I met an interesting fellow today while sitting at the dentist office. He looked really young and clean cut. He was dressed very trendy and had salon styled hair. I would have never thought he could have ever been homeless. He was from Atlanta and had just moved down here for a job at the hospital. His name was Dave. He was getting his teeth cleaned.
I was reading an issue of PC gamer. I love that my dentist carries this in his waiting room. He must have a subscription as the latest copy is always in there. I have been debating on asking him if he games. It is probably his son though.

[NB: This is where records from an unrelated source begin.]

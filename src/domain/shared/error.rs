//! Domain errors

use thiserror::Error;

#[derive(Error, Debug, Clone, PartialEq, Eq)]
pub enum DomainError {
    #[error("Entity not found: {0}")]
    NotFound(String),

    #[error("Entity already exists: {0}")]
    AlreadyExists(String),
}
//! Shared value objects used across the call-control layer

use serde::{Deserialize, Serialize};
use std::fmt;
use std::sync::atomic::{AtomicU64, Ordering};

static NEXT_CALL: AtomicU64 = AtomicU64::new(1);

/// Locally generated identifier of a SIP call leg ("sip/<n>")
#[derive(Debug, Clone, PartialEq, Eq, Hash, PartialOrd, Ord, Serialize, Deserialize)]
pub struct CallHandle(String);

impl CallHandle {
    pub const PREFIX: &'static str = "sip/";

    pub fn generate() -> Self {
        let n = NEXT_CALL.fetch_add(1, Ordering::Relaxed);
        Self(format!("{}{}", Self::PREFIX, n))
    }

    /// Accepts only identifiers in the `sip/` namespace
    pub fn parse(id: &str) -> Option<Self> {
        match id.strip_prefix(Self::PREFIX) {
            Some(rest) if !rest.is_empty() => Some(Self(id.to_string())),
            _ => None,
        }
    }

    pub fn as_str(&self) -> &str {
        &self.0
    }
}

impl fmt::Display for CallHandle {
    fn fmt(&self, f: &mut fmt::Formatter<'_>) -> fmt::Result {
        f.write_str(&self.0)
    }
}

/// Call direction as seen from this endpoint
#[derive(Debug, Clone, Copy, PartialEq, Eq, Hash, Serialize, Deserialize)]
#[serde(rename_all = "lowercase")]
pub enum CallDirection {
    Inbound,
    Outbound,
}

impl fmt::Display for CallDirection {
    fn fmt(&self, f: &mut fmt::Formatter<'_>) -> fmt::Result {
        match self {
            CallDirection::Inbound => write!(f, "incoming"),
            CallDirection::Outbound => write!(f, "outgoing"),
        }
    }
}

/// SIP URI value object
#[derive(Debug, Clone, PartialEq, Eq, Hash, Serialize, Deserialize)]
pub struct SipUri {
    user: Option<String>,
    host: String,
    port: Option<u16>,
}

impl SipUri {
    pub fn new(user: Option<String>, host: String, port: Option<u16>) -> Self {
        Self { user, host, port }
    }

    /// Parses a bare URI or a name-addr (`"Bob" <sip:bob@host:5060>;tag=x`).
    pub fn parse(uri: &str) -> Result<Self, String> {
        let uri = uri.trim();
        let uri = match (uri.find('<'), uri.find('>')) {
            (Some(start), Some(end)) if start < end => &uri[start + 1..end],
            _ => uri,
        };

        let rest = uri
            .strip_prefix("sip:")
            .or_else(|| uri.strip_prefix("sips:"))
            .ok_or_else(|| "URI must start with 'sip:'".to_string())?;
        let rest = rest.split(|c| c == ';' || c == '?').next().unwrap_or_default();

        let (user, host_port) = match rest.rsplit_once('@') {
            Some((user, host_port)) => (Some(user.to_string()), host_port),
            None => (None, rest),
        };

        // IPv6 references are bracketed; the host is kept without brackets
        let (host, port) = match host_port.strip_prefix('[') {
            Some(bracketed) => {
                let (host, after) = bracketed
                    .split_once(']')
                    .ok_or_else(|| format!("Unterminated IPv6 reference: {}", host_port))?;
                match after {
                    "" => (host, None),
                    _ => (host, Some(parse_port(after.strip_prefix(':').unwrap_or(after))?)),
                }
            }
            None => match host_port.split_once(':') {
                Some((host, port)) => (host, Some(parse_port(port)?)),
                None => (host_port, None),
            },
        };

        if host.is_empty() {
            return Err("Invalid SIP URI format".to_string());
        }

        Ok(Self {
            user,
            host: host.to_string(),
            port,
        })
    }

    pub fn user(&self) -> Option<&str> {
        self.user.as_deref()
    }

    pub fn host(&self) -> &str {
        &self.host
    }

    pub fn port(&self) -> Option<u16> {
        self.port
    }
}

fn parse_port(port: &str) -> Result<u16, String> {
    port.parse()
        .map_err(|_| format!("Invalid port in SIP URI: {}", port))
}

impl fmt::Display for SipUri {
    fn fmt(&self, f: &mut fmt::Formatter<'_>) -> fmt::Result {
        write!(f, "sip:")?;
        if let Some(user) = &self.user {
            write!(f, "{}@", user)?;
        }
        if self.host.contains(':') {
            write!(f, "[{}]", self.host)?;
        } else {
            write!(f, "{}", self.host)?;
        }
        if let Some(port) = self.port {
            write!(f, ":{}", port)?;
        }
        Ok(())
    }
}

The guy sitting next to me asked me…..
“Do you play computer games?”
“Yeah, when I can afford to buy them I do. I play Battlefield: Vietnam most days and am currently tied up in The Temple of Elemental Evil.”
“Which game is that?” he asked.
“Dungeons and Dragons. I played the pen and paper version years ago and this is a translation of a classic D&D campaign module. It is neat to play such a faithfully transcribed version of that module.” I replied.
“Ah, I see, I think I have heard of it. I play lots of unreal tournament 2004 online. I like the assault mode games.” He told me.
I have been waiting to pick this up but the $50 price tag is too steep for me. I will wait a few more months and hope the price comes down as it usually does.
“I think I was the only homeless guy in America that could game online with high speed internet.” I said as I chuckled.
“You were homeless?” He asked.
“Yeah, for a several months and my folks got me an apartment after we did some reconciliation.” I replied.
I went on to talk for a bit about what happened to me. I didn’t mention my mental illness. I just told him I had lived in a tent during this past winter. I didn’t go into any real detail.
It turned out that he had been homeless for a short time as well. He said he couch surfed with different friends. He was gay and his parents were fundamentalist baptists and they threw him out of the house when he came out of the closet. They couldn’t come to terms that their son was gay. I was shocked. This sounded exactly like Crystal’s story minus any head injuries.
I told him about Crystal’s being_homeless blog and wrote down the internet address. I couldn’t remember it exactly but told him to search google for livejournal and being_homeless. I thought he would enjoy reading about someone who had similar circumstances and who went through hell because of it.
It can be a small world sometimes. By this time, they had called my name and I had to go back to the torture room as I affectionately call it. Luckily today was not so bad.